- [DATA TO PROCESS]:
//! The ledger keeper: owns the store handle, the registry oracle and the
//! event sink, and implements ledger class configuration.
//!
//! Ledger, entry, sequencing and balance operations live in sibling
//! modules as further `impl Keeper` blocks.

use std::sync::atomic::{AtomicI32, Ordering};
use std::sync::Arc;

use tracing::debug;

use ledger_types::{dates, LedgerClass, LedgerClassType, LedgerError, LedgerResult};

use crate::authz::RegistryOracle;
use crate::events::{EventSink, LedgerEvent, TracingEventSink};
use crate::keys::{self, ClassTypeKind};
use crate::store::{get_json, scan_json, set_json, EntryStore};

pub struct Keeper {
    pub(crate) store: Arc<dyn EntryStore>,
    pub(crate) registry: Arc<dyn RegistryOracle>,
    events: Arc<dyn EventSink>,
    authority: String,
    /// Current logical date in days since epoch.
    block_date: AtomicI32,
}

impl Keeper {
    pub fn new(
        store: Arc<dyn EntryStore>,
        registry: Arc<dyn RegistryOracle>,
        authority: impl Into<String>,
    ) -> Self {
        Self {
            store,
            registry,
            events: Arc::new(TracingEventSink),
            authority: authority.into(),
            block_date: AtomicI32::new(dates::today()),
        }
    }

    pub fn with_event_sink(mut self, events: Arc<dyn EventSink>) -> Self {
        self.events = events;
        self
    }

    pub fn with_block_date(self, days: i32) -> Self {
        self.set_block_date(days);
        self
    }

    /// Address allowed to submit bulk imports.
    pub fn authority(&self) -> &str {
        &self.authority
    }

    pub fn block_date(&self) -> i32 {
        self.block_date.load(Ordering::Relaxed)
    }

    pub fn set_block_date(&self, days: i32) {
        self.block_date.store(days, Ordering::Relaxed);
    }

    pub fn registry(&self) -> &dyn RegistryOracle {
        self.registry.as_ref()
    }

    pub(crate) fn emit(&self, event: LedgerEvent) {
        self.events.emit(event);
    }

    // ------------------------------------------------------------------
    // Ledger classes
    // ------------------------------------------------------------------

    pub fn add_ledger_class(&self, class: LedgerClass) -> LedgerResult<()> {
        class.validate()?;
        if !self.registry.asset_class_exists(&class.asset_class_id)? {
            return Err(LedgerError::invalid_field(
                "asset_class_id",
                "asset class doesn't exist",
            ));
        }
        let key = keys::ledger_class_key(&class.ledger_class_id);
        if self.store.has(&key)? {
            return Err(LedgerError::already_exists("ledger class"));
        }
        set_json(self.store.as_ref(), &key, &class)?;
        debug!(ledger_class = %class.ledger_class_id, "ledger class added");
        Ok(())
    }

    pub fn get_ledger_class(&self, ledger_class_id: &str) -> LedgerResult<Option<LedgerClass>> {
        get_json(self.store.as_ref(), &keys::ledger_class_key(ledger_class_id))
    }

    pub fn require_get_ledger_class(&self, ledger_class_id: &str) -> LedgerResult<LedgerClass> {
        self.get_ledger_class(ledger_class_id)?
            .ok_or_else(|| LedgerError::not_found("ledger class"))
    }

    pub fn get_all_ledger_classes(&self) -> LedgerResult<Vec<LedgerClass>> {
        Ok(scan_json(self.store.as_ref(), &keys::ledger_class_prefix())?
            .into_iter()
            .map(|(_, class)| class)
            .collect())
    }

    pub fn is_ledger_class_maintainer(&self, address: &str, ledger_class_id: &str) -> LedgerResult<bool> {
        Ok(self
            .get_ledger_class(ledger_class_id)?
            .is_some_and(|class| class.maintainer_address == address))
    }

    /// Register an entry, status or bucket type for a class.
    pub fn add_class_type(
        &self,
        kind: ClassTypeKind,
        ledger_class_id: &str,
        class_type: LedgerClassType,
    ) -> LedgerResult<()> {
        class_type.validate()?;
        self.require_get_ledger_class(ledger_class_id)?;
        let key = keys::class_type_key(kind, ledger_class_id, class_type.id);
        if self.store.has(&key)? {
            return Err(LedgerError::already_exists(kind.label()));
        }
        set_json(self.store.as_ref(), &key, &class_type)
    }

    /// Types of one class, ordered by id.
    pub fn get_class_types(&self, kind: ClassTypeKind, ledger_class_id: &str) -> LedgerResult<Vec<LedgerClassType>> {
        Ok(
            scan_json(self.store.as_ref(), &keys::class_type_prefix(kind, Some(ledger_class_id)))?
                .into_iter()
                .map(|(_, t)| t)
                .collect(),
        )
    }

    pub fn has_class_type(&self, kind: ClassTypeKind, ledger_class_id: &str, id: i32) -> LedgerResult<bool> {
        self.store.has(&keys::class_type_key(kind, ledger_class_id, id))
    }
}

- [WORK REQUEST]: Every record in the listing above is to be copied exactly.

- [ANSWER TO THIS TASK]:
//! The ledger keeper: owns the store handle, the registry oracle and the
//! event sink, and implements ledger class configuration.
//!
//! Ledger, entry, sequencing and balance operations live in sibling
//! modules as further `impl Keeper` blocks.

use std::sync::atomic::{AtomicI32, Ordering};
use std::sync::Arc;

use tracing::debug;

use ledger_types::{dates, LedgerClass, LedgerClassType, LedgerError, LedgerResult};

use crate::authz::RegistryOracle;
use crate::events::{EventSink, LedgerEvent, TracingEventSink};
use crate::keys::{self, ClassTypeKind};
use crate::store::{get_json, scan_json, set_json, EntryStore};

pub struct Keeper {
    pub(crate) store: Arc<dyn EntryStore>,
    pub(crate) registry: Arc<dyn RegistryOracle>,
    events: Arc<dyn EventSink>,
    authority: String,
    /// Current logical date in days since epoch.
    block_date: AtomicI32,
}

impl Keeper {
    pub fn new(
        store: Arc<dyn EntryStore>,
        registry: Arc<dyn RegistryOracle>,
        authority: impl Into<String>,
    ) -> Self {
        Self {
            store,
            registry,
            events: Arc::new(TracingEventSink),
            authority: authority.into(),
            block_date: AtomicI32::new(dates::today()),
        }
    }

    pub fn with_event_sink(mut self, events: Arc<dyn EventSink>) -> Self {
        self.events = events;
        self
    }

    pub fn with_block_date(self, days: i32) -> Self {
        self.set_block_date(days);
        self
    }

    /// Address allowed to submit bulk imports.
    pub fn authority(&self) -> &str {
        &self.authority
    }

    pub fn block_date(&self) -> i32 {
        self.block_date.load(Ordering::Relaxed)
    }

    pub fn set_block_date(&self, days: i32) {
        self.block_date.store(days, Ordering::Relaxed);
    }

    pub fn registry(&self) -> &dyn RegistryOracle {
        self.registry.as_ref()
    }

    pub(crate) fn emit(&self, event: LedgerEvent) {
        self.events.emit(event);
    }

    // ------------------------------------------------------------------
    // Ledger classes
    // ------------------------------------------------------------------

    pub fn add_ledger_class(&self, class: LedgerClass) -> LedgerResult<()> {
        class.validate()?;
        if !self.registry.asset_class_exists(&class.asset_class_id)? {
            return Err(LedgerError::invalid_field(
                "asset_class_id",
                "asset class doesn't exist",
            ));
        }
        let key = keys::ledger_class_key(&class.ledger_class_id);
        if self.store.has(&key)? {
            return Err(LedgerError::already_exists("ledger class"));
        }
        set_json(self.store.as_ref(), &key, &class)?;
        debug!(ledger_class = %class.ledger_class_id, "ledger class added");
        Ok(())
    }

    pub fn get_ledger_class(&self, ledger_class_id: &str) -> LedgerResult<Option<LedgerClass>> {
        get_json(self.store.as_ref(), &keys::ledger_class_key(ledger_class_id))
    }

    pub fn require_get_ledger_class(&self, ledger_class_id: &str) -> LedgerResult<LedgerClass> {
        self.get_ledger_class(ledger_class_id)?
            .ok_or_else(|| LedgerError::not_found("ledger class"))
    }

    pub fn get_all_ledger_classes(&self) -> LedgerResult<Vec<LedgerClass>> {
        Ok(scan_json(self.store.as_ref(), &keys::ledger_class_prefix())?
            .into_iter()
            .map(|(_, class)| class)
            .collect())
    }

    pub fn is_ledger_class_maintainer(&self, address: &str, ledger_class_id: &str) -> LedgerResult<bool> {
        Ok(self
            .get_ledger_class(ledger_class_id)?
            .is_some_and(|class| class.maintainer_address == address))
    }

    /// Register an entry, status or bucket type for a class.
    pub fn add_class_type(
        &self,
        kind: ClassTypeKind,
        ledger_class_id: &str,
        class_type: LedgerClassType,
    ) -> LedgerResult<()> {
        class_type.validate()?;
        self.require_get_ledger_class(ledger_class_id)?;
        let key = keys::class_type_key(kind, ledger_class_id, class_type.id);
        if self.store.has(&key)? {
            return Err(LedgerError::already_exists(kind.label()));
        }
        set_json(self.store.as_ref(), &key, &class_type)
    }

    /// Types of one class, ordered by id.
    pub fn get_class_types(&self, kind: ClassTypeKind, ledger_class_id: &str) -> LedgerResult<Vec<LedgerClassType>> {
        Ok(
            scan_json(self.store.as_ref(), &keys::class_type_prefix(kind, Some(ledger_class_id)))?
                .into_iter()
                .map(|(_, t)| t)
                .collect(),
        )
    }

    pub fn has_class_type(&self, kind: ClassTypeKind, ledger_class_id: &str, id: i32) -> LedgerResult<bool> {
        self.store.has(&keys::class_type_key(kind, ledger_class_id, id))
    }
}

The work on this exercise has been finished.